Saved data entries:
____

//! CLI command implementations.

pub mod cart;
pub mod catalogue;
pub mod config;
pub mod shop;

use clap::{Args, Subcommand};

use crate::config::SourceKind;
use cart::CartOp;

/// Catalogue source overrides shared by every storefront command.
#[derive(Args, Debug, Clone, Default)]
pub struct SourceArgs {
    /// Catalogue source (overrides config).
    #[arg(long, value_enum)]
    pub source: Option<SourceKind>,

    /// Catalogue endpoint for the http source (overrides config).
    #[arg(long)]
    pub endpoint: Option<String>,
}

/// Arguments for the catalogue command.
#[derive(Args)]
pub struct CatalogueArgs {
    /// Category to show, or "all".
    #[arg(short, long, default_value = "all")]
    pub filter: String,

    /// Case-insensitive name search.
    #[arg(short, long, default_value = "")]
    pub search: String,

    #[command(flatten)]
    pub source: SourceArgs,
}

/// Arguments for the cart command.
#[derive(Args)]
pub struct CartArgs {
    /// Operations applied in order: add:<id>, remove:<id>, set:<id>=<qty>,
    /// inc:<id>, dec:<id>, open, close.
    pub ops: Vec<CartOp>,

    #[command(flatten)]
    pub source: SourceArgs,
}

/// Arguments for the shop command.
#[derive(Args)]
pub struct ShopArgs {
    #[command(flatten)]
    pub source: SourceArgs,
}

/// Arguments for the config command.
#[derive(Args)]
pub struct ConfigArgs {
    #[command(subcommand)]
    pub command: ConfigCommand,
}

#[derive(Subcommand)]
pub enum ConfigCommand {
    /// Show current configuration.
    Show,
    /// Initialize a new config file.
    Init {
        /// Force overwrite existing config.
        #[arg(short, long)]
        force: bool,
    },
}
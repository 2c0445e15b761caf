//! CLI execution context.

use std::path::{Path, PathBuf};

use anyhow::{Context as _, Result};
use robo_commerce::catalog::{CatalogueSource, StaticCatalogue};
use robo_commerce::Storefront;
use robo_data::HttpCatalogue;

use crate::commands::SourceArgs;
use crate::config::{ShopConfig, SourceKind, CONFIG_FILE_NAMES};
use crate::output::Output;

/// Execution context for CLI commands.
pub struct Context {
    /// CLI configuration.
    pub config: ShopConfig,
    /// Output handler.
    pub output: Output,
    /// Config file the configuration was read from, if any.
    pub config_file: Option<PathBuf>,
    /// Working directory.
    pub cwd: PathBuf,
}

impl Context {
    /// Load context from config file.
    pub fn load(config_path: Option<&str>, output: Output) -> Result<Self> {
        let cwd = std::env::current_dir().context("Failed to get current directory")?;

        let (config, config_file) = match config_path {
            Some(path) => (ShopConfig::load(path)?, Some(PathBuf::from(path))),
            None => match discover_config(&cwd, &output) {
                Some((path, config)) => (config, Some(path)),
                None => (ShopConfig::default(), None),
            },
        };

        Ok(Self {
            config,
            output,
            config_file,
            cwd,
        })
    }

    /// Build the catalogue source from config, with command line overrides.
    pub fn catalogue_source(&self, overrides: &SourceArgs) -> Box<dyn CatalogueSource> {
        let kind = overrides.source.unwrap_or(self.config.catalogue.source);
        let currency = self.config.currency();

        match kind {
            SourceKind::Static => Box::new(StaticCatalogue::robotics_in(currency)),
            SourceKind::Http => {
                let endpoint = overrides
                    .endpoint
                    .clone()
                    .unwrap_or_else(|| self.config.catalogue.endpoint.clone());
                Box::new(HttpCatalogue::new(endpoint).with_currency(currency))
            }
        }
    }

    /// Create a storefront session and load its catalogue.
    ///
    /// A failed load leaves the catalogue empty; a warning is printed and the
    /// session is still returned.
    pub async fn open_storefront(&self, overrides: &SourceArgs) -> Storefront {
        let source = self.catalogue_source(overrides);
        let mut store = Storefront::new(self.config.currency());

        let spinner = self
            .output
            .spinner(&format!("Loading catalogue from {}", source.describe()));
        let loaded = store.load_catalogue(source.as_ref()).await;
        spinner.finish_and_clear();

        if loaded {
            self.output.debug(&format!(
                "Loaded {} products from {}",
                store.catalogue.products().len(),
                source.describe()
            ));
        } else {
            self.output
                .warn(&format!("Could not load catalogue from {}", source.describe()));
        }

        store
    }

    /// Path of the config file `config init` writes.
    pub fn default_config_path(&self) -> PathBuf {
        self.cwd.join(CONFIG_FILE_NAMES[0])
    }
}

/// Config files visible from `start`, nearest first.
pub fn config_candidates(start: &Path) -> Vec<PathBuf> {
    start
        .ancestors()
        .flat_map(|dir| CONFIG_FILE_NAMES.iter().map(move |name| dir.join(name)))
        .filter(|path| path.is_file())
        .collect()
}

/// Load the nearest config file that parses.
///
/// Files that fail to load are reported and skipped.
pub fn discover_config(start: &Path, output: &Output) -> Option<(PathBuf, ShopConfig)> {
    config_candidates(start)
        .into_iter()
        .find_map(|path| match ShopConfig::load(&path) {
            Ok(config) => Some((path, config)),
            Err(err) => {
                output.warn(&format!("Ignoring config file: {:#}", err));
                None
            }
        })
}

____

Copy all of the data above, character for character.

//! CLI command implementations.

pub mod cart;
pub mod catalogue;
pub mod config;
pub mod shop;

use clap::{Args, Subcommand};

use crate::config::SourceKind;
use cart::CartOp;

/// Catalogue source overrides shared by every storefront command.
#[derive(Args, Debug, Clone, Default)]
pub struct SourceArgs {
    /// Catalogue source (overrides config).
    #[arg(long, value_enum)]
    pub source: Option<SourceKind>,

    /// Catalogue endpoint for the http source (overrides config).
    #[arg(long)]
    pub endpoint: Option<String>,
}

/// Arguments for the catalogue command.
#[derive(Args)]
pub struct CatalogueArgs {
    /// Category to show, or "all".
    #[arg(short, long, default_value = "all")]
    pub filter: String,

    /// Case-insensitive name search.
    #[arg(short, long, default_value = "")]
    pub search: String,

    #[command(flatten)]
    pub source: SourceArgs,
}

/// Arguments for the cart command.
#[derive(Args)]
pub struct CartArgs {
    /// Operations applied in order: add:<id>, remove:<id>, set:<id>=<qty>,
    /// inc:<id>, dec:<id>, open, close.
    pub ops: Vec<CartOp>,

    #[command(flatten)]
    pub source: SourceArgs,
}

/// Arguments for the shop command.
#[derive(Args)]
pub struct ShopArgs {
    #[command(flatten)]
    pub source: SourceArgs,
}

/// Arguments for the config command.
#[derive(Args)]
pub struct ConfigArgs {
    #[command(subcommand)]
    pub command: ConfigCommand,
}

#[derive(Subcommand)]
pub enum ConfigCommand {
    /// Show current configuration.
    Show,
    /// Initialize a new config file.
    Init {
        /// Force overwrite existing config.
        #[arg(short, long)]
        force: bool,
    },
}
repository 2c0445e15b761caf
//! CLI execution context.

use std::path::{Path, PathBuf};

use anyhow::{Context as _, Result};
use robo_commerce::catalog::{CatalogueSource, StaticCatalogue};
use robo_commerce::Storefront;
use robo_data::HttpCatalogue;

use crate::commands::SourceArgs;
use crate::config::{ShopConfig, SourceKind, CONFIG_FILE_NAMES};
use crate::output::Output;

/// Execution context for CLI commands.
pub struct Context {
    /// CLI configuration.
    pub config: ShopConfig,
    /// Output handler.
    pub output: Output,
    /// Config file the configuration was read from, if any.
    pub config_file: Option<PathBuf>,
    /// Working directory.
    pub cwd: PathBuf,
}

impl Context {
    /// Load context from config file.
    pub fn load(config_path: Option<&str>, output: Output) -> Result<Self> {
        let cwd = std::env::current_dir().context("Failed to get current directory")?;

        let (config, config_file) = match config_path {
            Some(path) => (ShopConfig::load(path)?, Some(PathBuf::from(path))),
            None => match discover_config(&cwd, &output) {
                Some((path, config)) => (config, Some(path)),
                None => (ShopConfig::default(), None),
            },
        };

        Ok(Self {
            config,
            output,
            config_file,
            cwd,
        })
    }

    /// Build the catalogue source from config, with command line overrides.
    pub fn catalogue_source(&self, overrides: &SourceArgs) -> Box<dyn CatalogueSource> {
        let kind = overrides.source.unwrap_or(self.config.catalogue.source);
        let currency = self.config.currency();

        match kind {
            SourceKind::Static => Box::new(StaticCatalogue::robotics_in(currency)),
            SourceKind::Http => {
                let endpoint = overrides
                    .endpoint
                    .clone()
                    .unwrap_or_else(|| self.config.catalogue.endpoint.clone());
                Box::new(HttpCatalogue::new(endpoint).with_currency(currency))
            }
        }
    }

    /// Create a storefront session and load its catalogue.
    ///
    /// A failed load leaves the catalogue empty; a warning is printed and the
    /// session is still returned.
    pub async fn open_storefront(&self, overrides: &SourceArgs) -> Storefront {
        let source = self.catalogue_source(overrides);
        let mut store = Storefront::new(self.config.currency());

        let spinner = self
            .output
            .spinner(&format!("Loading catalogue from {}", source.describe()));
        let loaded = store.load_catalogue(source.as_ref()).await;
        spinner.finish_and_clear();

        if loaded {
            self.output.debug(&format!(
                "Loaded {} products from {}",
                store.catalogue.products().len(),
                source.describe()
            ));
        } else {
            self.output
                .warn(&format!("Could not load catalogue from {}", source.describe()));
        }

        store
    }

    /// Path of the config file `config init` writes.
    pub fn default_config_path(&self) -> PathBuf {
        self.cwd.join(CONFIG_FILE_NAMES[0])
    }
}

/// Config files visible from `start`, nearest first.
pub fn config_candidates(start: &Path) -> Vec<PathBuf> {
    start
        .ancestors()
        .flat_map(|dir| CONFIG_FILE_NAMES.iter().map(move |name| dir.join(name)))
        .filter(|path| path.is_file())
        .collect()
}

/// Load the nearest config file that parses.
///
/// Files that fail to load are reported and skipped.
pub fn discover_config(start: &Path, output: &Output) -> Option<(PathBuf, ShopConfig)> {
    config_candidates(start)
        .into_iter()
        .find_map(|path| match ShopConfig::load(&path) {
            Ok(config) => Some((path, config)),
            Err(err) => {
                output.warn(&format!("Ignoring config file: {:#}", err));
                None
            }
        })
}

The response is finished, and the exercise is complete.